WORKING DATA Block Start
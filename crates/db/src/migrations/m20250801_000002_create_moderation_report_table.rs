//! Create moderation_report table.

use sea_orm_migration::prelude::*;

#[derive(DeriveMigrationName)]
pub struct Migration;

#[async_trait::async_trait]
impl MigrationTrait for Migration {
    async fn up(&self, manager: &SchemaManager) -> Result<(), DbErr> {
        manager
            .create_table(
                Table::create()
                    .table(ModerationReport::Table)
                    .if_not_exists()
                    .col(
                        ColumnDef::new(ModerationReport::Id)
                            .string_len(32)
                            .not_null()
                            .primary_key(),
                    )
                    .col(ColumnDef::new(ModerationReport::ReporterId).string_len(32))
                    .col(
                        ColumnDef::new(ModerationReport::TargetType)
                            .string_len(16)
                            .not_null(),
                    )
                    .col(
                        ColumnDef::new(ModerationReport::TargetId)
                            .string_len(64)
                            .not_null(),
                    )
                    .col(
                        ColumnDef::new(ModerationReport::Reason)
                            .string_len(16)
                            .not_null(),
                    )
                    .col(
                        ColumnDef::new(ModerationReport::Severity)
                            .string_len(16)
                            .not_null()
                            .default("low"),
                    )
                    .col(
                        ColumnDef::new(ModerationReport::Status)
                            .string_len(16)
                            .not_null()
                            .default("open"),
                    )
                    .col(
                        ColumnDef::new(ModerationReport::CreatedAt)
                            .timestamp_with_time_zone()
                            .not_null()
                            .default(Expr::current_timestamp()),
                    )
                    .to_owned(),
            )
            .await?;

        // Index on status for the admin queue listing
        manager
            .create_index(
                Index::create()
                    .name("idx_moderation_report_status")
                    .table(ModerationReport::Table)
                    .col(ModerationReport::Status)
                    .to_owned(),
            )
            .await?;

        // Index on created_at for newest-first pagination
        manager
            .create_index(
                Index::create()
                    .name("idx_moderation_report_created_at")
                    .table(ModerationReport::Table)
                    .col(ModerationReport::CreatedAt)
                    .to_owned(),
            )
            .await
    }

    async fn down(&self, manager: &SchemaManager) -> Result<(), DbErr> {
        manager
            .drop_table(Table::drop().table(ModerationReport::Table).to_owned())
            .await
    }
}

#[derive(DeriveIden)]
enum ModerationReport {
    Table,
    Id,
    ReporterId,
    TargetType,
    TargetId,
    Reason,
    Severity,
    Status,
    CreatedAt,
}
impl ModerationService {
    /// Create a new moderation service.
    #[must_use]
    pub const fn new(
        moderation_repo: ModerationRepository,
        alerts: AlertService,
        reports_enabled: bool,
    ) -> Self {
        Self {
            moderation_repo,
            alerts,
            id_gen: IdGenerator::new(),
            reports_enabled,
        }
    }

    // ========== Reports ==========

    /// Create a user-submitted report.
    ///
    /// The target ID is trusted as supplied; there is no foreign-key check
    /// against the reported content.
    pub async fn create_report(
        &self,
        reporter_id: &str,
        input: CreateReportInput,
    ) -> AppResult<moderation_report::Model> {
        if !self.reports_enabled {
            return Err(AppError::Forbidden(
                "Report submission is disabled".to_string(),
            ));
        }

        let target_id = input.target_id.trim();
        if target_id.is_empty() {
            return Err(AppError::Validation("Target ID is required".to_string()));
        }
        if target_id.len() > MAX_TARGET_ID_LENGTH {
            return Err(AppError::Validation("Target ID too long".to_string()));
        }

        let model = moderation_report::ActiveModel {
            id: Set(self.id_gen.generate()),
            reporter_id: Set(Some(reporter_id.to_string())),
            target_type: Set(input.target_type),
            target_id: Set(target_id.to_string()),
            reason: Set(input.reason),
            severity: Set(input.severity),
            status: Set(ReportStatus::Open),
            created_at: Set(chrono::Utc::now().into()),
        };

        let report = self.moderation_repo.create_report(model).await?;

        tracing::info!(
            report_id = %report.id,
            reporter = %redact_id(reporter_id),
            target_type = report.target_type.as_str(),
            "Moderation report created"
        );

        self.alerts.notify_report_created(&report);

        Ok(report)
    }

    /// File an automatic report from a failed content scan.
    ///
    /// Used by the profile-write gate; bypasses the submission switch since
    /// it is an internal audit record, not a user submission.
    pub async fn file_scan_report(
        &self,
        target_type: TargetType,
        target_id: &str,
    ) -> AppResult<moderation_report::Model> {
        let model = moderation_report::ActiveModel {
            id: Set(self.id_gen.generate()),
            reporter_id: Set(None),
            target_type: Set(target_type),
            target_id: Set(target_id.to_string()),
            reason: Set(ReportReason::Profanity),
            severity: Set(ReportSeverity::Low),
            status: Set(ReportStatus::Open),
            created_at: Set(chrono::Utc::now().into()),
        };

        let report = self.moderation_repo.create_report(model).await?;

        tracing::info!(
            report_id = %report.id,
            target_type = report.target_type.as_str(),
            "Automatic scan report filed"
        );

        self.alerts.notify_report_created(&report);

        Ok(report)
    }

    /// List reports with optional status/severity filters, newest first.
    pub async fn list_reports(
        &self,
        status: Option<ReportStatus>,
        severity: Option<ReportSeverity>,
        limit: u64,
        offset: u64,
    ) -> AppResult<Vec<moderation_report::Model>> {
        self.moderation_repo
            .get_reports(status, severity, limit, offset)
            .await
    }

    /// Get a report together with its action history.
    pub async fn get_report_detail(&self, report_id: &str) -> AppResult<ReportDetail> {
        let report = self.moderation_repo.get_report(report_id).await?;
        let actions = self
            .moderation_repo
            .get_actions_for_report(report_id)
            .await?;

        Ok(ReportDetail { report, actions })
    }

    /// Count reports still waiting for review.
    pub async fn count_open_reports(&self) -> AppResult<u64> {
        self.moderation_repo.count_open_reports().await
    }

    // ========== Decisions ==========

    /// Mark an open report as being reviewed.
    pub async fn mark_reviewing(
        &self,
        admin_id: &str,
        report_id: &str,
    ) -> AppResult<moderation_report::Model> {
        let report = self.moderation_repo.get_report(report_id).await?;

        if report.status != ReportStatus::Open {
            return Err(AppError::BadRequest(
                "Only open reports can be marked as reviewing".to_string(),
            ));
        }

        let mut model: moderation_report::ActiveModel = report.into();
        model.status = Set(ReportStatus::Reviewing);

        let report = self.moderation_repo.update_report(model).await?;

        tracing::info!(
            report_id = %report.id,
            admin = %redact_id(admin_id),
            "Report marked as reviewing"
        );

        Ok(report)
    }

    /// Record an admin decision against a report.
    ///
    /// The action row is always appended (the audit trail is append-only).
    /// Every decision maps to `resolved`; a report already in a terminal
    /// state keeps its status, which makes repeated decisions idempotent on
    /// the status while still being recorded.
    pub async fn record_decision(
        &self,
        admin_id: &str,
        input: RecordDecisionInput,
    ) -> AppResult<moderation_report::Model> {
        let report = self.moderation_repo.get_report(&input.report_id).await?;

        let action = moderation_action::ActiveModel {
            id: Set(self.id_gen.generate()),
            report_id: Set(report.id.clone()),
            admin_id: Set(admin_id.to_string()),
            action: Set(input.action.clone()),
            created_at: Set(chrono::Utc::now().into()),
        };
        self.moderation_repo.create_action(action).await?;

        let report = if report.status.is_terminal() {
            report
        } else {
            let mut model: moderation_report::ActiveModel = report.into();
            model.status = Set(ReportStatus::Resolved);
            self.moderation_repo.update_report(model).await?
        };

        tracing::info!(
            report_id = %report.id,
            admin = %redact_id(admin_id),
            action = input.action.as_str(),
            status = report.status.as_str(),
            "Moderation decision recorded"
        );

        Ok(report)
    }

    /// Dismiss a report without taking action.
    ///
    /// The only path to `dismissed`. Records no action row.
    pub async fn dismiss_report(
        &self,
        admin_id: &str,
        report_id: &str,
    ) -> AppResult<moderation_report::Model> {
        let report = self.moderation_repo.get_report(report_id).await?;

        if report.status.is_terminal() {
            return Err(AppError::BadRequest("Report already closed".to_string()));
        }

        let mut model: moderation_report::ActiveModel = report.into();
        model.status = Set(ReportStatus::Dismissed);

        let report = self.moderation_repo.update_report(model).await?;

        tracing::info!(
            report_id = %report.id,
            admin = %redact_id(admin_id),
            "Report dismissed"
        );

        Ok(report)
    }
}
WORKING DATA Block End
| EXERCISE |
The lines holding the string "ColumnDef" are what is needed from the material above.

| WRITTEN REPLY |
                        ColumnDef::new(ModerationReport::Id)
                    .col(ColumnDef::new(ModerationReport::ReporterId).string_len(32))
                        ColumnDef::new(ModerationReport::TargetType)
                        ColumnDef::new(ModerationReport::TargetId)
                        ColumnDef::new(ModerationReport::Reason)
                        ColumnDef::new(ModerationReport::Severity)
                        ColumnDef::new(ModerationReport::Status)
                        ColumnDef::new(ModerationReport::CreatedAt)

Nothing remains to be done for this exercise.